Representing alternative future events is an important facet of effective foresight
Children and apes had the chance to catch a target falling from one of two locations
2-year-olds and apes prepared for the target’s emergence from only one location
Many 3- to 4-year-olds simultaneously and consistently prepared for both possibilities


Animal brains have evolved to predict outcomes of events in the immediate environment [1, 2, 3, 4 and 5]. Adult humans are particularly adept at dealing with environmental uncertainty, being able to mentally represent multiple, even mutually exclusive versions of the future and prepare accordingly. This capacity is fundamental to many complex future-oriented behaviors [6 and 7], yet little is known about when it develops in children [8] and whether it is shared with non-human animals [9]. Here we show that children become able to insightfully prepare for two mutually exclusive versions of an undetermined future event during the middle preschool years, whereas we find no evidence for such a capacity in a sample of chimpanzees and orangutans. We gave 90 preschool children and 8 great apes the opportunity to catch an item dropped into a forked tube with two bottom openings. Children’s performance improved linearly across age groups (2, 2.5, 3, 3.5, and 4 years), with none of the youngest group but most of the oldest group spontaneously covering both openings the first time they prepared to catch the item.

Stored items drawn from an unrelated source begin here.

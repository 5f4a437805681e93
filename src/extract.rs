/* This file is part of DarkFi (https://dark.fi)
 *
 * Copyright (C) 2020-2025 Dyne.org foundation
 *
 * This program is free software: you can redistribute it and/or modify
 * it under the terms of the GNU Affero General Public License as
 * published by the Free Software Foundation, either version 3 of the
 * License, or (at your option) any later version.
 *
 * This program is distributed in the hope that it will be useful,
 * but WITHOUT ANY WARRANTY; without even the implied warranty of
 * MERCHANTABILITY or FITNESS FOR A PARTICULAR PURPOSE.  See the
 * GNU Affero General Public License for more details.
 *
 * You should have received a copy of the GNU Affero General Public License
 * along with this program.  If not, see <https://www.gnu.org/licenses/>.
 */

//! Pure functions turning raw ledger payloads into typed values.
//!
//! Broadcast acknowledgements carry events either per message under
//! `logs[*].events[*]` or flattened under a top-level `events` array.
//! Each event is `{"type": .., "attributes": [{"key": .., "value": ..}]}`.

use std::collections::HashMap;

use tinyjson::JsonValue;

use crate::error::{CallFailure, CallResult};

/// Event types emitted when code is stored
const STORE_EVENTS: &[&str] = &["store_code"];
const CODE_ID_KEYS: &[&str] = &["code_id"];

/// Event types emitted when a contract is instantiated
const INSTANTIATE_EVENTS: &[&str] = &["instantiate_contract", "instantiate"];
const ADDRESS_KEYS: &[&str] = &["contract_address", "_contract_address"];

/// Collect every event object in a raw acknowledgement.
fn events(raw: &JsonValue) -> Vec<&HashMap<String, JsonValue>> {
    let mut ret = vec![];
    let Some(map) = raw.get::<HashMap<String, JsonValue>>() else { return ret };

    if let Some(JsonValue::Array(logs)) = map.get("logs") {
        for log in logs {
            let events = log.get::<HashMap<String, JsonValue>>().and_then(|l| l.get("events"));
            let Some(JsonValue::Array(evs)) = events else { continue };
            ret.extend(evs.iter().filter_map(|e| e.get::<HashMap<String, JsonValue>>()));
        }
    }

    if let Some(JsonValue::Array(evs)) = map.get("events") {
        ret.extend(evs.iter().filter_map(|e| e.get::<HashMap<String, JsonValue>>()));
    }

    ret
}

/// Find the first attribute value among events of the given types.
fn find_attribute(raw: &JsonValue, types: &[&str], keys: &[&str]) -> Option<String> {
    for event in events(raw) {
        let Some(JsonValue::String(kind)) = event.get("type") else { continue };
        if !types.contains(&kind.as_str()) {
            continue
        }

        let Some(JsonValue::Array(attrs)) = event.get("attributes") else { continue };
        for attr in attrs.iter().filter_map(|a| a.get::<HashMap<String, JsonValue>>()) {
            let Some(JsonValue::String(key)) = attr.get("key") else { continue };
            if !keys.contains(&key.as_str()) {
                continue
            }

            match attr.get("value") {
                Some(JsonValue::String(v)) => return Some(v.clone()),
                Some(JsonValue::Number(n)) if n.fract() == 0.0 => return Some(format!("{n:.0}")),
                _ => continue,
            }
        }
    }

    None
}

/// Extract the code id assigned by a store-code transaction.
pub fn extract_code_id(raw: &JsonValue) -> CallResult<u64> {
    let Some(value) = find_attribute(raw, STORE_EVENTS, CODE_ID_KEYS) else {
        return Err(CallFailure::malformed("no store_code event with a code_id", raw.clone()))
    };

    value.parse().map_err(|_| {
        CallFailure::malformed(format!("code_id \"{value}\" is not a number"), raw.clone())
    })
}

/// Extract the contract address assigned by an instantiate transaction.
pub fn extract_contract_address(raw: &JsonValue) -> CallResult<String> {
    match find_attribute(raw, INSTANTIATE_EVENTS, ADDRESS_KEYS) {
        Some(address) if !address.is_empty() => Ok(address),
        _ => Err(CallFailure::malformed(
            "no instantiate event with a contract address",
            raw.clone(),
        )),
    }
}

/// Query responses are handed back verbatim.
pub fn extract_query_payload(raw: JsonValue) -> JsonValue {
    raw
}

The apes performed like 2-year-olds on the first trial, with none of them covering both openings. Some apes and 2-year-olds eventually passed the task, but only in a manner consistent with trial-and-error learning. Our results reveal the developmental trajectory of a critical cognitive ability that allows humans to prepare for future uncertainty, and they also raise the possibility that this ability is not shared with other hominids.